Good practice for women includes:
taking a medical and sexual history and assessing risk for sexually transmitted infections;
performing a physical examination, including abdominal and pelvic examination to assess for pelvic inflammatory disease, surgical conditions or pregnancy and external vulvo-vaginal examination to visualize any lesions, overt genital discharge or vulval erythema and excoriations;
bimanual digital examination of the vagina to (1) assess for cervical motion tenderness or pain with palpation of the pelvic area to exclude pelvic inflammatory disease; and (2) assess for the presence of vaginal discharge and the colour and consistency of the discharge on the glove;
offering HIV and syphilis testing and other preventive services as recommended in other guidelines; and
for people with recurrent or persistent vaginal discharge, referring to a centre with laboratory capacity to diagnose infection with N. gonorrhoeae, C. trachomatis, M. genitalium, T. vaginalis and bacterial vaginosis and to test for antimicrobial-resistant N. gonorrhoeae and M. genitalium (if there is a test) or for a specialist’s assessment (sexually transmitted infection expert and physician or a gynaecologist), when no such testing is available in primary health care centres.
- 6.16.1.
Infant feeding in the context of HIV
Mothers living with HIV should breastfeed for at least 12 months and may continue breastfeeding for up to 24 months or longer (similar to the general population) while being fully supported for ART adherence (see Chapter 7 for interventions to optimize adherence) (strong recommendation, low-certainty evidence for 12 months; very-low-certainty evidence for 24 months).31
Remarks
The Guideline Development Group agreed that this recommendation should be framed as follows. In settings in which health services provide and support lifelong ART, including adherence counselling, and promote and support breastfeeding among women living with HIV, the duration of breastfeeding should not be restricted. Further, mothers living with HIV (and whose infants are HIV uninfected or of unknown HIV status) should exclusively breastfeed their infants for the first six months of life, introducing appropriate complementary foods thereafter and continue breastfeeding. Breastfeeding should then only stop once a nutritionally adequate and safe diet without breast-milk can be provided.
This recommendation updates the component of the 2010 recommendation on which breastfeeding practices and for how long related to the duration of breastfeeding. The components of the 2010 recommendation on breastfeeding practices and stopping breastfeeding remain unchanged and valid.
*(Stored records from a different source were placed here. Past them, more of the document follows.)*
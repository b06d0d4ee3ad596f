// crates/bowtie-report-config/tests/common/mod.rs
// =============================================================================
// Module: Config Test Helpers
// Description: Shared helpers for config validation tests.
// Purpose: Reduce duplication across integration tests for bowtie-report-config.
// =============================================================================

#![allow(dead_code, reason = "Test helpers are selectively used across suites.")]

use bowtie_report_config::BowtieReportConfig;
use bowtie_report_config::ConfigError;

/// Result type shared by config test suites.
pub type TestResult = Result<(), String>;

/// Parses a TOML string into a `BowtieReportConfig` without validating it.
pub fn config_from_toml(toml_str: &str) -> Result<BowtieReportConfig, toml::de::Error> {
    toml::from_str(toml_str)
}

/// Returns a minimal config with all defaults applied.
pub fn minimal_config() -> Result<BowtieReportConfig, toml::de::Error> {
    config_from_toml("")
}

/// Asserts that a validation result failed with a message containing `needle`.
pub fn assert_invalid<T>(result: Result<T, ConfigError>, needle: &str) -> TestResult {
    match result {
        Err(error) => {
            let message = error.to_string();
            if message.contains(needle) {
                Ok(())
            } else {
                Err(format!("error {message} did not contain {needle}"))
            }
        }
        Ok(_) => Err("expected invalid config".to_string()),
    }
}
When mothers living with HIV do not exclusively breastfeed
Good practice statement
Mothers living with HIV and health-care workers can be reassured that ART reduces the risk of postnatal HIV transmission in the context of mixed feeding. Although exclusive breastfeeding is recommended, practising mixed feeding is not a reason to stop breastfeeding in the presence of ARV drugs.
When mothers living with HIV do not plan to breastfeed for 12 months
Good practice statement
Mothers living with HIV and health-care workers can be reassured that shorter durations of breastfeeding of less than 12 months are better than never initiating breastfeeding at all.